Much later I'm retelling my boss, the dean, the story.
". . . what did you say?"
"I said, quick trying to suck up. You need to take the midterm." I answered.
"Good for you." he replied. This fellow became my hunting buddy for the past decade, the most honorable SuperCore. "So what are you going to do?"
"Don't you think I should at least wait until the end of the quarter to date her?" I asked.
"Suit yourself," he said. "I'd just go for it."
"BOSS!"
"You say she's gorgeous?" he asked. "Find out if she wants to take my COBOL class next quarter.
We met for coffee around Christmas. I mentioned that I was having a New Years Party.
15 minutes to Midnight on New Year's Eve, she showed up at my door with all her worldly possessions. She's never left. That was 1996. This is how I met honorable #2 wife, KYHillChick. She's a whole month older than me, so I tell her I was just helpless coyote bait
No hot teachers but there was a young lady who worked in the superintendent's office who made our knees weak.
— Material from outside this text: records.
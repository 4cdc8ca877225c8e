pub mod app;
pub mod config;
pub mod event;
pub mod filter;
pub mod input;
pub mod tasks;
pub mod ui;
She usually wore very low necklines and was impossibly gorgeous.
"I don't feel tardy". That line always cracks me up.
Only decent one was a 10th grade (freshman?) English teacher, married, but plenty good enough to daydream to.
I never had a chance with that one though. Got kicked out of her class and sent to the Principal's office for eating in her class. Crow baits (Corn Nuts). I still have to eat every few hours and her class was at one of those times of the day. She took the first bag I had on my desk, yelled at me, walked back up to her desk. I pulled the other bag out and started loudly munching away. Pizzed her right off, loudly banished me to seek punishment. Principal dude asked if I'd been caught smoking again, we were on a first name basis by then I think. Probably had me sit there until the bell rang for my punishment.
But, the teacher was kinda hot.
To end the story, we had to do a presentation in class for our final grade. My buddy Harvey, also not on her favorites list, presented how to make the perfect baloney sammich (I saw that word pizzes someone off on the other thread)..........................I did my presentation on how to eat the perfect baloney sammich. I'm just that kind of guy.
Geno
PS, we did have one young nun in Catholic school. Wore an all white outfit, different than the other penguins. Way younger and gave us pubescent boys lots to wonder about just what was under that uniform.